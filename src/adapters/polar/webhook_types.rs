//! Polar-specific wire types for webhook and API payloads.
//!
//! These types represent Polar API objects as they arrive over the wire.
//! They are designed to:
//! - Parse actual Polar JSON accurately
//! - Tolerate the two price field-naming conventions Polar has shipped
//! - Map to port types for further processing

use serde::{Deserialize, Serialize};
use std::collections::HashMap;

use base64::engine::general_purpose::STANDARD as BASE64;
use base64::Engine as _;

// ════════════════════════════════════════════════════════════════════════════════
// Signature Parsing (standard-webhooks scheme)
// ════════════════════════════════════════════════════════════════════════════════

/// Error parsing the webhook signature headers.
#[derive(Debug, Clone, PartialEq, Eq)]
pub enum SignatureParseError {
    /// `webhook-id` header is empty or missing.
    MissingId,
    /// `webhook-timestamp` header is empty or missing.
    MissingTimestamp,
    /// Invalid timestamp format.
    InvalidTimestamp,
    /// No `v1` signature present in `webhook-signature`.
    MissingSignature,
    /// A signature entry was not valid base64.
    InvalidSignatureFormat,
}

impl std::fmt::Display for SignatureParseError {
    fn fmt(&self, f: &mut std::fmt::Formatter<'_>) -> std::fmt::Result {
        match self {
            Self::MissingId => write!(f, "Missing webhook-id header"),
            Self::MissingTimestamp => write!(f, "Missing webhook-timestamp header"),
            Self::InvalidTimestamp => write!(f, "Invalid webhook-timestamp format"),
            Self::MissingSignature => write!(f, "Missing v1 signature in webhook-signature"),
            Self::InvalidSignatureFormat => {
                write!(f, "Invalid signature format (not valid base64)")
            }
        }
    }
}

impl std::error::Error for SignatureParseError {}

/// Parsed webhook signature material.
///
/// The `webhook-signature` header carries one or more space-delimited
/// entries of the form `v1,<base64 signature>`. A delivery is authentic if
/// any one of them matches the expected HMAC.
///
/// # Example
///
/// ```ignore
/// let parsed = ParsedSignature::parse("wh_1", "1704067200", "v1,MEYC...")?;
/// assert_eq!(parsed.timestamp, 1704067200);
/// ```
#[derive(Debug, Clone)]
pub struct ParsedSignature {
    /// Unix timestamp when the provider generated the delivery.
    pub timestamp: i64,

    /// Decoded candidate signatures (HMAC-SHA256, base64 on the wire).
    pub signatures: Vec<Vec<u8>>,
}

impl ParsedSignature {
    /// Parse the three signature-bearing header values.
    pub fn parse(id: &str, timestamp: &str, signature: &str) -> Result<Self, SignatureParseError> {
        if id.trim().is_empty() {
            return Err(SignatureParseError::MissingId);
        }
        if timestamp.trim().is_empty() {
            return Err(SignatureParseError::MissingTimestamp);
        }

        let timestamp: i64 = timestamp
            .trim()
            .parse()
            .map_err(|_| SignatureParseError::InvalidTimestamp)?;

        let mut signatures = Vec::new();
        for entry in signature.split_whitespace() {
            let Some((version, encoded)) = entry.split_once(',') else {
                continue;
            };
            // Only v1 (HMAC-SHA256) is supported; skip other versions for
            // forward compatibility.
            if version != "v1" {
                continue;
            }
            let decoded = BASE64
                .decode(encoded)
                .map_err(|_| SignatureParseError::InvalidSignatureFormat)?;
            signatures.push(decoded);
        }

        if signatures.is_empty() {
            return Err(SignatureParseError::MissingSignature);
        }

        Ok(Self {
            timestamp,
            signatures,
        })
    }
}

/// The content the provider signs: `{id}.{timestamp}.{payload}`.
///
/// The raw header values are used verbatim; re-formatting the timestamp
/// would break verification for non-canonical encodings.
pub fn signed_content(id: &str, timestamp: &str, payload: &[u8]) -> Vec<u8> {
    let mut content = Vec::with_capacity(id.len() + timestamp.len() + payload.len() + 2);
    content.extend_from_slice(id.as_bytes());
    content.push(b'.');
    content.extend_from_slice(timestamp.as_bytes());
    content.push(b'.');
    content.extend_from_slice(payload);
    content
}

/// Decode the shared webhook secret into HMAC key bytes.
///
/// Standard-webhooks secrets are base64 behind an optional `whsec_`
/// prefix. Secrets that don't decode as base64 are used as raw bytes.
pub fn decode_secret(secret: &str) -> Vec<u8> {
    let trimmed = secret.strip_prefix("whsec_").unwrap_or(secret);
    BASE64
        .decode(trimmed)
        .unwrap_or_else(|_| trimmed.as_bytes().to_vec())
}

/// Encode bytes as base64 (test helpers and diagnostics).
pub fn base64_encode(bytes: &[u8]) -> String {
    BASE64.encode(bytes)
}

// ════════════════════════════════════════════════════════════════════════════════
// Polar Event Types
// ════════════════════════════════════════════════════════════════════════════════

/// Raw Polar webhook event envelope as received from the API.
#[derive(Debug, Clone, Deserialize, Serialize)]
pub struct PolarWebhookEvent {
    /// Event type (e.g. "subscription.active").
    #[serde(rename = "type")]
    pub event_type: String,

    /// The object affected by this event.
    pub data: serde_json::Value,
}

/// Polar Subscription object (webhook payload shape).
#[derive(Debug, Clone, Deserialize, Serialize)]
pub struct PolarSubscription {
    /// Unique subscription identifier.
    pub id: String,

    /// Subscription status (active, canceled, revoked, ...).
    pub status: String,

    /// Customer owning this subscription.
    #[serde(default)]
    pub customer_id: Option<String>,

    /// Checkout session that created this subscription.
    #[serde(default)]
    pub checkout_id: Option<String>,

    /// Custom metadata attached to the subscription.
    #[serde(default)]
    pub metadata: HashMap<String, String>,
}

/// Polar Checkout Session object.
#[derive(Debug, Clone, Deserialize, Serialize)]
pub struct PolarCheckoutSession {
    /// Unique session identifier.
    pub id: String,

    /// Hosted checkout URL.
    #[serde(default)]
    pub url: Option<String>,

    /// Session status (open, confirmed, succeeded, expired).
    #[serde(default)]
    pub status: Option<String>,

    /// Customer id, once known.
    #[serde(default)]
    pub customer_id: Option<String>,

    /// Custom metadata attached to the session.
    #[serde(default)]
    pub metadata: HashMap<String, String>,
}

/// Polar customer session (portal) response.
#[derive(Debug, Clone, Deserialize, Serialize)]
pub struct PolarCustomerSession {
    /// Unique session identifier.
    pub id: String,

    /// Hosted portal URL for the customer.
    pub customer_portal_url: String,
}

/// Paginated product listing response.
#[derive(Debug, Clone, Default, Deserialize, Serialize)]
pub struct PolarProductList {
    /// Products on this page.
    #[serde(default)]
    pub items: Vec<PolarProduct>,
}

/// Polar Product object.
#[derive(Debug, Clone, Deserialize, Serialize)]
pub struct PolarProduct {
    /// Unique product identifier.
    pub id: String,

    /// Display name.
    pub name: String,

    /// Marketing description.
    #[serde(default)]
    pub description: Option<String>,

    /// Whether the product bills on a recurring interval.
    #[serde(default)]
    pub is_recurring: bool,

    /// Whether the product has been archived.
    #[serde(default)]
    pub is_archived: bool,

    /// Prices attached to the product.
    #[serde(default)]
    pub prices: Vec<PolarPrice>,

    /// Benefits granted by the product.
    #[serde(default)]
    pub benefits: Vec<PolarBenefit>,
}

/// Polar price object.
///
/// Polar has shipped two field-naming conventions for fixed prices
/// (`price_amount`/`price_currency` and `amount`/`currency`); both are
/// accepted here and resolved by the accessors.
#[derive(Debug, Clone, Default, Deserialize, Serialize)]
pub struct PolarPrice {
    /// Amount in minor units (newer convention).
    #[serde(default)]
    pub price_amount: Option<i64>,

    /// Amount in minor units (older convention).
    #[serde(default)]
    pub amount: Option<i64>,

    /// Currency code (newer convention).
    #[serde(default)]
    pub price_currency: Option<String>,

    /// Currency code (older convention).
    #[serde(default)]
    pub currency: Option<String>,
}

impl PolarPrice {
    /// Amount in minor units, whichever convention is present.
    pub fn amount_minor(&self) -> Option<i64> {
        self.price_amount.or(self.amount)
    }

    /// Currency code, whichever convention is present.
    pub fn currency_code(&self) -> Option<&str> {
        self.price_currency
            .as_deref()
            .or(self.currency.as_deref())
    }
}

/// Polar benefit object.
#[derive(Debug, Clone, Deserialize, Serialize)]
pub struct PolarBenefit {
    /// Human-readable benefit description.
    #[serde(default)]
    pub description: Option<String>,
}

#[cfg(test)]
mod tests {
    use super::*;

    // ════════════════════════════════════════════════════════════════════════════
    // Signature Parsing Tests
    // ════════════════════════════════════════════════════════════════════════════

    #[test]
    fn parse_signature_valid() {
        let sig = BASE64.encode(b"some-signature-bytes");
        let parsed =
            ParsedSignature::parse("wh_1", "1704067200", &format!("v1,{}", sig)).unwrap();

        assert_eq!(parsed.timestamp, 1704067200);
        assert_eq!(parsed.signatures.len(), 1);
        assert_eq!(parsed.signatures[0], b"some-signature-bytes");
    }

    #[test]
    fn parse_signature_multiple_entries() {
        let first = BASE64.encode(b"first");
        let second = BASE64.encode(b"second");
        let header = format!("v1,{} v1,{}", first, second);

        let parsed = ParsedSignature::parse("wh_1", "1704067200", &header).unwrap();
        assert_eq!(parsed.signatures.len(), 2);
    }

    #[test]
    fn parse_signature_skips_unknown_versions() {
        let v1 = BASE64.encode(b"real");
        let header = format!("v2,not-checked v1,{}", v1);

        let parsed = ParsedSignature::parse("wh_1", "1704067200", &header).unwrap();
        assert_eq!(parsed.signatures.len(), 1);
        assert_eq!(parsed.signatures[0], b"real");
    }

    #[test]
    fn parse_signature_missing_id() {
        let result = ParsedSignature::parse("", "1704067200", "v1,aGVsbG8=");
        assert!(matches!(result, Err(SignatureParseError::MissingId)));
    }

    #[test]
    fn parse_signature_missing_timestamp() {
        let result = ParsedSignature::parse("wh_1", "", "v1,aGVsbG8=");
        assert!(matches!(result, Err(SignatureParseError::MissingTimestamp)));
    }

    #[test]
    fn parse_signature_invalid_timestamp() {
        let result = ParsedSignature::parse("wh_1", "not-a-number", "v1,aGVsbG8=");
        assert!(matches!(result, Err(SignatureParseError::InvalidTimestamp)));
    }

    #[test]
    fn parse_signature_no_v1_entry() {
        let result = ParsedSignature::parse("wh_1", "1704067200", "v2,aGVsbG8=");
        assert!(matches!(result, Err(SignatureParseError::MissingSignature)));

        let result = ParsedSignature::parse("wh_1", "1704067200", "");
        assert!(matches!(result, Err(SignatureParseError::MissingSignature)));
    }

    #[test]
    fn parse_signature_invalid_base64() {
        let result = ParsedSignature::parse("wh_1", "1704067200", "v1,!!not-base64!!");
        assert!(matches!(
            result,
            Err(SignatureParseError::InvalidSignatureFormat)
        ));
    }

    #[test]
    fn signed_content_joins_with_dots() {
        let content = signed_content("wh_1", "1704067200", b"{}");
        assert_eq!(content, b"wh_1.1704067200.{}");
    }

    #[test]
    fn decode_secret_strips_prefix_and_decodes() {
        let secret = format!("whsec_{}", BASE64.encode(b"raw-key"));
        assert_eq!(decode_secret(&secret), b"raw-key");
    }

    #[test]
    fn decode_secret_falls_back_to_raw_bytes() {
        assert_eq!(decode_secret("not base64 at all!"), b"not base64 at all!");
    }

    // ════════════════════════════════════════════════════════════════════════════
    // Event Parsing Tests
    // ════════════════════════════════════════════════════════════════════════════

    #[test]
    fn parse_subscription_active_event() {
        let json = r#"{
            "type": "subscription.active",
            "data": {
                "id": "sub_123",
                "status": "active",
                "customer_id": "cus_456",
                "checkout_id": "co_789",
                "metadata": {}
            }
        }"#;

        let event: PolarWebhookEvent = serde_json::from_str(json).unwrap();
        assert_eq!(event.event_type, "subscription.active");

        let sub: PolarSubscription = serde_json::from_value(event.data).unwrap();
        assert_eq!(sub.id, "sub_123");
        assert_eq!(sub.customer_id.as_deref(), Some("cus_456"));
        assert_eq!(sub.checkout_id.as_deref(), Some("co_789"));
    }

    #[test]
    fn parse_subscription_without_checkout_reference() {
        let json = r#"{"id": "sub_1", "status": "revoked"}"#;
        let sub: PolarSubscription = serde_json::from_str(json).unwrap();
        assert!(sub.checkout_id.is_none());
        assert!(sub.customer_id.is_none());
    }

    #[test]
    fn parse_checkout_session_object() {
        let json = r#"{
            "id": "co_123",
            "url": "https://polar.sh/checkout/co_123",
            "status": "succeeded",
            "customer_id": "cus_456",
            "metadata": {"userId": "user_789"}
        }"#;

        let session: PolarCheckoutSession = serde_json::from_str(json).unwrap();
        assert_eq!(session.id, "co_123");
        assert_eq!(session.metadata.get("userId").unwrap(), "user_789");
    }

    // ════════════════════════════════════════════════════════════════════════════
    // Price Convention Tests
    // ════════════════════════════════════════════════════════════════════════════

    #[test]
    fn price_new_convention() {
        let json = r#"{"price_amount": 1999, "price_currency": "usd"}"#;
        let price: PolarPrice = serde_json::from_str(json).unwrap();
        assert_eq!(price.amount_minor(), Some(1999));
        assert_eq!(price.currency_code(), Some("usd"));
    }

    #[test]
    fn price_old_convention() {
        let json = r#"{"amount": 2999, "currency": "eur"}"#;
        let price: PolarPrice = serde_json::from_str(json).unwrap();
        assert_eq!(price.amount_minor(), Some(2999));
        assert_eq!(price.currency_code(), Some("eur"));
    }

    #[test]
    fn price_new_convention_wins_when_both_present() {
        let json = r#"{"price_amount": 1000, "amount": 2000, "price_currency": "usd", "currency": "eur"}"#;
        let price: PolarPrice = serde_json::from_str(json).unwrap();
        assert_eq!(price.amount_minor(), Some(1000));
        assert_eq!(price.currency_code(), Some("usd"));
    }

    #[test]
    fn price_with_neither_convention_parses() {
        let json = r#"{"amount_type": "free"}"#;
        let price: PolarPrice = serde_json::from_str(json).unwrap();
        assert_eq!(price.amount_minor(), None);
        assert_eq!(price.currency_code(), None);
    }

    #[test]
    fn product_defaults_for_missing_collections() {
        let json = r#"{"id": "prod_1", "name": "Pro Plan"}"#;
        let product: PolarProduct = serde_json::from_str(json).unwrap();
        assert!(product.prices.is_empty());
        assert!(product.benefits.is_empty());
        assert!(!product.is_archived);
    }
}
□ □ □ □
**TASK**
Extract, from the material above, each line holding the word "provider".

**SOLUTION TO THIS TASK**
    /// Unix timestamp when the provider generated the delivery.
/// The content the provider signs: `{id}.{timestamp}.{payload}`.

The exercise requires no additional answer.